If you’re a moviegoer, don’t miss Spotlight, which opened earlier this month. It tells the story of the Boston Globe investigative team that broke the story about sexual abuse of children by priests. For Bostonian’s it’s a must-see. But it’s such a well-acted, well-directed film that even those with no interest in Boston or priestly behavior should find it engaging.
Sexual abuse of children is and should be a crime, whoever perpetrates it. But the story of priests who betray their calling sheds light on the most-read topic on this blog: doctor-patient sex. The further back in time we go, the more overlap we see between medicine and religion. Jesus, Muhammad and Buddha all healed sickness as well as sin. In every religion priesthood is a calling. The priest is literally called by God. I think of health care as a secular calling to which practitioners may be “called” by fidelity to our common humanity.

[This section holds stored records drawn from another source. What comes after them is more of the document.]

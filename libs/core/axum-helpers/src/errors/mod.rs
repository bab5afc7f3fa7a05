pub mod handlers;

use axum::{
    http::StatusCode,
    response::{IntoResponse, Response},
    Json,
};
use sea_orm::DbErr;
use serde::Serialize;
use thiserror::Error;
use utoipa::ToSchema;

/// Error body returned for non-validation failures.
///
/// # JSON Example
///
/// ```json
/// { "error": "Product not found" }
/// ```
#[derive(Debug, Serialize, ToSchema)]
pub struct ErrorResponse {
    /// Human-readable error message
    pub error: String,
}

/// Application error type that can be converted to HTTP responses.
///
/// Domain error types convert into this enum so that every service renders
/// failures with the same status codes and JSON body.
#[derive(Debug, Error)]
#[non_exhaustive]
pub enum AppError {
    #[error("Bad Request: {0}")]
    BadRequest(String),

    #[error("Not Found: {0}")]
    NotFound(String),

    #[error("Database error: {0}")]
    Database(#[from] DbErr),

    #[error("Internal Server Error: {0}")]
    Internal(String),
}

impl IntoResponse for AppError {
    fn into_response(self) -> Response {
        let (status, message) = match self {
            AppError::BadRequest(msg) => {
                tracing::info!("Bad request: {}", msg);
                (StatusCode::BAD_REQUEST, msg)
            }
            AppError::NotFound(msg) => {
                tracing::info!("Not found: {}", msg);
                (StatusCode::NOT_FOUND, msg)
            }
            AppError::Database(e) => {
                tracing::error!("Database error: {:?}", e);
                (
                    StatusCode::INTERNAL_SERVER_ERROR,
                    "Internal server error".to_string(),
                )
            }
            AppError::Internal(msg) => {
                tracing::error!("Internal server error: {}", msg);
                (
                    StatusCode::INTERNAL_SERVER_ERROR,
                    "Internal server error".to_string(),
                )
            }
        };

        (status, Json(ErrorResponse { error: message })).into_response()
    }
}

Spotlight shows how, priests, like physicians (especially psychiatrists), are the object of transference, that can endow them with enormous power in the eyes of their congregants/patients. When that transferential power is combined with recurrent private contact – whether in the church or the consulting room – we have the potential for great benefit or great betrayal. For too-many priests, the combination of sexual temptation in the presence of parishioners who idealized them was a devil’s brew.
For Catholic priests, celibacy adds an additional risk factor. Dylan Thomas nailed the challenge the young priest must contend with:
The force that through the green fuse drives the flower
Drives my green age: that blasts the roots of trees
Is my destroyer.
And I am dumb to tell the crooked rose
My youth is bent by the same wintry fever.

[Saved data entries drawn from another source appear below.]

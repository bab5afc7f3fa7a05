use async_trait::async_trait;
use std::collections::BTreeMap;
use std::sync::Arc;
use tokio::sync::RwLock;

use crate::error::ProductResult;
use crate::models::{CreateProduct, Product, UpdateProduct};

/// Repository trait for Product persistence
#[cfg_attr(test, mockall::automock)]
#[async_trait]
pub trait ProductRepository: Send + Sync {
    /// Persist a new product and assign its id
    async fn create(&self, input: CreateProduct) -> ProductResult<Product>;

    /// Get a product by id
    async fn get_by_id(&self, id: i32) -> ProductResult<Option<Product>>;

    /// List all products, ordered by id descending
    async fn list(&self) -> ProductResult<Vec<Product>>;

    /// Overwrite name, price and availability; `None` when the id is unknown
    async fn replace(&self, id: i32, input: UpdateProduct) -> ProductResult<Option<Product>>;

    /// Flip the availability flag; `None` when the id is unknown
    async fn toggle_availability(&self, id: i32) -> ProductResult<Option<Product>>;

    /// Delete a product by id, reporting whether a row was removed
    async fn delete(&self, id: i32) -> ProductResult<bool>;
}

#[derive(Debug, Default)]
struct Store {
    next_id: i32,
    rows: BTreeMap<i32, Product>,
}

/// In-memory implementation of ProductRepository (for development/testing)
#[derive(Debug, Default, Clone)]
pub struct InMemoryProductRepository {
    store: Arc<RwLock<Store>>,
}

impl InMemoryProductRepository {
    pub fn new() -> Self {
        Self::default()
    }
}

#[async_trait]
impl ProductRepository for InMemoryProductRepository {
    async fn create(&self, input: CreateProduct) -> ProductResult<Product> {
        let mut store = self.store.write().await;
        store.next_id += 1;

        let mut product = Product::new(input);
        product.id = store.next_id;
        store.rows.insert(product.id, product.clone());

        tracing::info!(product_id = %product.id, "Created product");
        Ok(product)
    }

    async fn get_by_id(&self, id: i32) -> ProductResult<Option<Product>> {
        let store = self.store.read().await;
        Ok(store.rows.get(&id).cloned())
    }

    async fn list(&self) -> ProductResult<Vec<Product>> {
        let store = self.store.read().await;
        // BTreeMap iterates in ascending id order; newest first wanted
        Ok(store.rows.values().rev().cloned().collect())
    }

    async fn replace(&self, id: i32, input: UpdateProduct) -> ProductResult<Option<Product>> {
        let mut store = self.store.write().await;

        let Some(product) = store.rows.get_mut(&id) else {
            return Ok(None);
        };

        product.apply_update(input);
        let updated = product.clone();

        tracing::info!(product_id = %id, "Updated product");
        Ok(Some(updated))
    }

    async fn toggle_availability(&self, id: i32) -> ProductResult<Option<Product>> {
        let mut store = self.store.write().await;

        let Some(product) = store.rows.get_mut(&id) else {
            return Ok(None);
        };

        product.toggle_availability();
        let updated = product.clone();

        tracing::info!(product_id = %id, availability = updated.availability, "Toggled product availability");
        Ok(Some(updated))
    }

    async fn delete(&self, id: i32) -> ProductResult<bool> {
        let mut store = self.store.write().await;

        if store.rows.remove(&id).is_some() {
            tracing::info!(product_id = %id, "Deleted product");
            Ok(true)
        } else {
            Ok(false)
        }
    }
}

#[cfg(test)]
mod tests {
    use super::*;

    fn create_input(name: &str, price: f64) -> CreateProduct {
        CreateProduct {
            name: name.to_string(),
            price,
        }
    }

    #[tokio::test]
    async fn test_create_assigns_sequential_ids() {
        let repo = InMemoryProductRepository::new();

        let first = repo.create(create_input("Keyboard", 45.0)).await.unwrap();
        let second = repo.create(create_input("Mouse", 25.0)).await.unwrap();

        assert_eq!(first.id, 1);
        assert_eq!(second.id, 2);
        assert!(first.availability);
    }

    #[tokio::test]
    async fn test_list_returns_newest_first() {
        let repo = InMemoryProductRepository::new();

        repo.create(create_input("Keyboard", 45.0)).await.unwrap();
        repo.create(create_input("Mouse", 25.0)).await.unwrap();
        repo.create(create_input("Headset", 80.0)).await.unwrap();

        let products = repo.list().await.unwrap();
        let ids: Vec<i32> = products.iter().map(|p| p.id).collect();
        assert_eq!(ids, vec![3, 2, 1]);
    }

    #[tokio::test]
    async fn test_replace_overwrites_all_fields() {
        let repo = InMemoryProductRepository::new();
        let product = repo.create(create_input("Keyboard", 45.0)).await.unwrap();

        let updated = repo
            .replace(
                product.id,
                UpdateProduct {
                    name: "Mechanical Keyboard".to_string(),
                    price: 120.0,
                    availability: false,
                },
            )
            .await
            .unwrap()
            .unwrap();

        assert_eq!(updated.name, "Mechanical Keyboard");
        assert_eq!(updated.price, 120.0);
        assert!(!updated.availability);
    }

    #[tokio::test]
    async fn test_replace_unknown_id_returns_none() {
        let repo = InMemoryProductRepository::new();

        let result = repo
            .replace(
                398383,
                UpdateProduct {
                    name: "Anything".to_string(),
                    price: 1.0,
                    availability: true,
                },
            )
            .await
            .unwrap();

        assert!(result.is_none());
    }

    #[tokio::test]
    async fn test_toggle_twice_restores_availability() {
        let repo = InMemoryProductRepository::new();
        let product = repo.create(create_input("Keyboard", 45.0)).await.unwrap();

        let toggled = repo
            .toggle_availability(product.id)
            .await
            .unwrap()
            .unwrap();
        assert!(!toggled.availability);

        let restored = repo
            .toggle_availability(product.id)
            .await
            .unwrap()
            .unwrap();
        assert!(restored.availability);
    }

    #[tokio::test]
    async fn test_delete_then_get_returns_none() {
        let repo = InMemoryProductRepository::new();
        let product = repo.create(create_input("Keyboard", 45.0)).await.unwrap();

        assert!(repo.delete(product.id).await.unwrap());
        assert!(repo.get_by_id(product.id).await.unwrap().is_none());

        // deleting again reports nothing removed
        assert!(!repo.delete(product.id).await.unwrap());
    }
}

Spotlight dramatizes that while individual priests sinned, the system of the church protected them and neglected their victims by moving the offending priests from parish to parish. It required a diligent and courageous reportorial team to blow past the cover-up. Psychiatrists who betrayed their profession and exploited patients were not protected to the same extent, but it required the brave feminists who outed the offending physicians to stem the psychiatric abuse that was more prevalent in the 1960s and 1970s.
In an especially powerful moment, Spotlight shows a reporter speaking with Father Ronald Paquin. In a strangely dissociated manner, Father Paquin acknowledges that he “played around” with children, but never “raped” them and did not “gratify” himself, as if these claims exonerated him. Self-delusion is a powerful human capacity, and perpetrators frequently find ways to “justify” their actions. Last month Father Paquin, now 72, was released from prison. (For an earlier story, see here.)
It’s comforting to the rest of us to dismiss offending priests and physicians as bad apples. But that excuses us from our own responsibilities for governing the professions of priesthood and medicine. When the bystanders wanted to stone the woman taken in adultery, Jesus rebuked them: “He that is without sin among you, let him cast a stone at her.” Believers and atheists should agree that this was a true teaching.